Provided data: Begin
//! File system watcher for live index updates
//!
//! Watches the scoped directory and re-syncs the index as files change.
//! Uses debouncing to avoid excessive syncs on rapid changes.

use crate::config::STORE_FILENAME;
use crate::error::{DirftsError, Result};
use crate::indexer::{Indexer, SyncStats};
use crate::locate::IndexScope;
use crate::store::Store;
use notify::RecursiveMode;
use notify_debouncer_mini::{new_debouncer, DebouncedEvent};
use std::path::Path;
use std::sync::mpsc::{channel, Receiver};
use std::time::Duration;
use tracing::{debug, info, warn};

/// Debounce window for filesystem events
const DEBOUNCE: Duration = Duration::from_millis(500);

/// File system watcher for live index updates
pub struct IndexWatcher {
    scope: IndexScope,
    indexer: Indexer,
    store: Store,
}

impl IndexWatcher {
    /// Create a new watcher for an opened index
    pub fn new(scope: IndexScope, store: Store, indexer: Indexer) -> Self {
        Self {
            scope,
            indexer,
            store,
        }
    }

    /// Start watching for file changes
    ///
    /// This blocks until interrupted (Ctrl+C).
    pub fn watch(&mut self) -> Result<()> {
        let dir = self.scope.scope_dir();
        info!("Watching {:?} for changes...", dir);

        let stats = self.indexer.sync(&mut self.store, &self.scope)?;
        info!("Initial sync: {}", stats);

        let (tx, rx) = channel();

        let mut debouncer =
            new_debouncer(DEBOUNCE, tx).map_err(|e| DirftsError::Watch(e.to_string()))?;

        debouncer
            .watcher()
            .watch(&dir, RecursiveMode::Recursive)
            .map_err(|e| DirftsError::Watch(e.to_string()))?;

        println!(
            "\n✓ Index ready ({} documents)",
            self.store.document_count(&self.scope.prefix)?
        );
        println!("  Watching for changes. Press Ctrl+C to stop.\n");

        self.process_events(rx)
    }

    /// Process file system events from the watcher
    fn process_events(
        &mut self,
        rx: Receiver<std::result::Result<Vec<DebouncedEvent>, notify::Error>>,
    ) -> Result<()> {
        loop {
            match rx.recv() {
                Ok(Ok(events)) => {
                    let relevant = events
                        .iter()
                        .filter(|event| !is_store_file(&event.path))
                        .count();

                    if relevant > 0 {
                        let stats = self.handle_changes(relevant)?;
                        if stats.changed() {
                            println!(
                                "  Synced: +{} ~{} -{}",
                                stats.created, stats.updated, stats.deleted
                            );
                        }
                    }
                }
                Ok(Err(e)) => {
                    warn!("Watch error: {:?}", e);
                }
                Err(e) => {
                    debug!("Watch channel closed: {:?}", e);
                    break;
                }
            }
        }

        Ok(())
    }

    /// Re-sync the whole scope so deletions are picked up too
    fn handle_changes(&mut self, changed: usize) -> Result<SyncStats> {
        info!("Processing {} changed paths...", changed);
        self.indexer.sync(&mut self.store, &self.scope)
    }
}

/// Events on the store file and its journal come from our own writes
fn is_store_file(path: &Path) -> bool {
    path.file_name()
        .and_then(|name| name.to_str())
        .map(|name| name.starts_with(STORE_FILENAME))
        .unwrap_or(false)
}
Provided data: End
Exercise objective
Please retype the data exactly as it stands, from its first line down to the line that contains "use std::path::Path;", then stop.

Output for this exercise
//! File system watcher for live index updates
//!
//! Watches the scoped directory and re-syncs the index as files change.
//! Uses debouncing to avoid excessive syncs on rapid changes.

use crate::config::STORE_FILENAME;
use crate::error::{DirftsError, Result};
use crate::indexer::{Indexer, SyncStats};
use crate::locate::IndexScope;
use crate::store::Store;
use notify::RecursiveMode;
use notify_debouncer_mini::{new_debouncer, DebouncedEvent};
use std::path::Path;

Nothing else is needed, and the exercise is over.